Lot of quarries and gravel outlets have weighbridges as well as large metal recyclers.
Also some local tips. 
Turning the axle as you said will give you rise of 85 but you want 20. 
Triangulation is easy to do. 
Tighten the u bolts one side then measure from centre of tow ball/coupling/adjuster bolt to centre pin on springs then repeat the measurement on the loose side.
Roll the wheel back or forward to attain same measurement then tighten u bolts. 
Your requirements for 20 mm rise mean you need to drop the front 50mm if the springs are 700 long.
Piece of cake to make an insert section to go between the rails with the tongues hanging down for the spring to bolt to. 
New springs are top idea but you need a weight first. 
edit Front of spring only.

----------


## phild01

> Your requirements for 20 mm rise mean you need to drop the front 50mm if the springs are 700 long.
> Piece of cake to make an insert section to go between the rails with the tongues hanging down for the spring to bolt to. 
> edit Front of spring only.

  So then it would need two fixing points so the new support doesn't rock, as you alluded to previously.  I guess it doesn't matter if the spring dips a bit at the front!

----------


## cyclic

> hmmm

  Or you could come to the Sunny Coast (with the other 2 million southerners) for a holiday and we can drink good Qld XXXX (this will start another 300 replies) or Chivas, and do the job here.

----------


## cyclic

> So then it would need two fixing points so the new support doesn't rock, as you alluded to previously.  I guess it doesn't matter if the spring dips a bit at the front!

  Correct on both.
With regards to welding as opposed to bolting, if you are worried, you could find a welding shop to run some welds after you have bolted everything in place and towed the trailer to them. 
edit. just read op again, and you want 40 rise not 20, so easier to do but you might want to do both front and rear, but needing 40, I would simply go new springs 
To get 40 rise you will need to raise front only, by 80. (700 long springs)
Even easier to do when you consider a standard purchased spring hanger is 45 to the centre of eye bolt so + 37.5 to existing eye bolt, gives you close to the 80 you need.

----------


## phild01

Just crawled underneath with calipers and for a better look.  Calculated the outlook for dropping the axle, and the gain will only be an additional 20mm of suspension travel, so the net result will be 38-40mm.  Still not much and it is because the u-bolt nuts wont go into the chassis spacing.  Not happy with the way they mounted this thing at all. 
Still, C&K indicated it may be enough.  I would prefer to remount the thing but with days away from travel, I am a bit hurried.

----------


## PlatypusGardens

Aren't some leaf spring packs more curved than others = increased ride height?

----------


## PlatypusGardens

> Or you could come to the Sunny Coast  and we can drink good Qld XXXX

  
Note to self - BYO if visiting Cyclic

----------


## Bros

> Aren't some leaf spring packs more curved than others = increased ride height?
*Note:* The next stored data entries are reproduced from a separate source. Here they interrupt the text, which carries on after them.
//! Generates the large-tier benchmark fixtures to disk.
//!
//! Writes a reference file and a perturbed copy of it, each as JSON and
//! CBOR, to `target/bench-fixtures/`. The two can be fed straight to the
//! `evcmp` binary to time a full run.

use std::error::Error;
use std::fs;

use evcmp_bench::{
    Perturbation, SizeTier, generate_events, perturb, perturbed_fixture_path,
    reference_fixture_path,
};
use evcmp_core::{EventFile, encode_cbor, encode_json};

fn write_fixture(file: &EventFile, label: &str) -> Result<(), Box<dyn Error>> {
    let json_path = reference_or_perturbed(label, "json");
    let cbor_path = reference_or_perturbed(label, "cbor");

    if let Some(parent) = json_path.parent() {
        fs::create_dir_all(parent)?;
    }

    eprintln!("Writing {label} JSON to {}...", json_path.display());
    let json = encode_json(file)?;
    fs::write(&json_path, &json)?;
    eprintln!("JSON: {:.1} MB", json.len() as f64 / (1024.0 * 1024.0));

    eprintln!("Writing {label} CBOR to {}...", cbor_path.display());
    let cbor = encode_cbor(file)?;
    fs::write(&cbor_path, &cbor)?;
    eprintln!(
        "CBOR: {:.1} MB ({:.0}% of JSON)",
        cbor.len() as f64 / (1024.0 * 1024.0),
        cbor.len() as f64 / json.len() as f64 * 100.0
    );
    Ok(())
}

fn reference_or_perturbed(label: &str, extension: &str) -> std::path::PathBuf {
    if label == "reference" {
        reference_fixture_path(extension)
    } else {
        perturbed_fixture_path(extension)
    }
}

fn main() -> Result<(), Box<dyn Error>> {
    eprintln!("Generating Large tier (1000 events)...");
    let reference = generate_events(&SizeTier::Large.config(42));
    let records: usize = reference
        .events
        .iter()
        .flat_map(|e| e.products.values())
        .filter_map(evcmp_core::Product::as_collection)
        .map(evcmp_core::Collection::len)
        .sum();
    eprintln!(
        "Generated {} events, {records} records",
        reference.events.len()
    );

    let (perturbed, log) = perturb(
        &reference,
        &Perturbation {
            seed: 43,
            rate: 0.001,
        },
    );
    eprintln!("Perturbed {} records", log.len());

    write_fixture(&reference, "reference")?;
    write_fixture(&perturbed, "perturbed")?;
    Ok(())
}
   :Iagree:  Spring makers.

----------


## PlatypusGardens

Been watching some of those Yank car shows like Roadkill and Dirt Every Day.
The stuff they get away with over there..... 
So we're gonna put a 2 foot lift kit on this here truck so we can put these massive 50 inch mud wheels on so we had to cut the old suspension mounts and make new ones which we just weld straight on to the frame then we're dropping a V8 in it so we had to make all new engine and trans mounts from scratch and we're just skipping the exhaust all together and running the headers out the front wheel arch which we're cutting with the sawzall to house the new wheels and there - it's done, we're going offroading woohoo 
WROOOOOMMMM 
Oh yeah this thing has no doors, windows or floor behind the drivers seat so it's a bit noisy.

----------


## phild01

> Aren't some leaf spring packs more curved than others = increased ride height?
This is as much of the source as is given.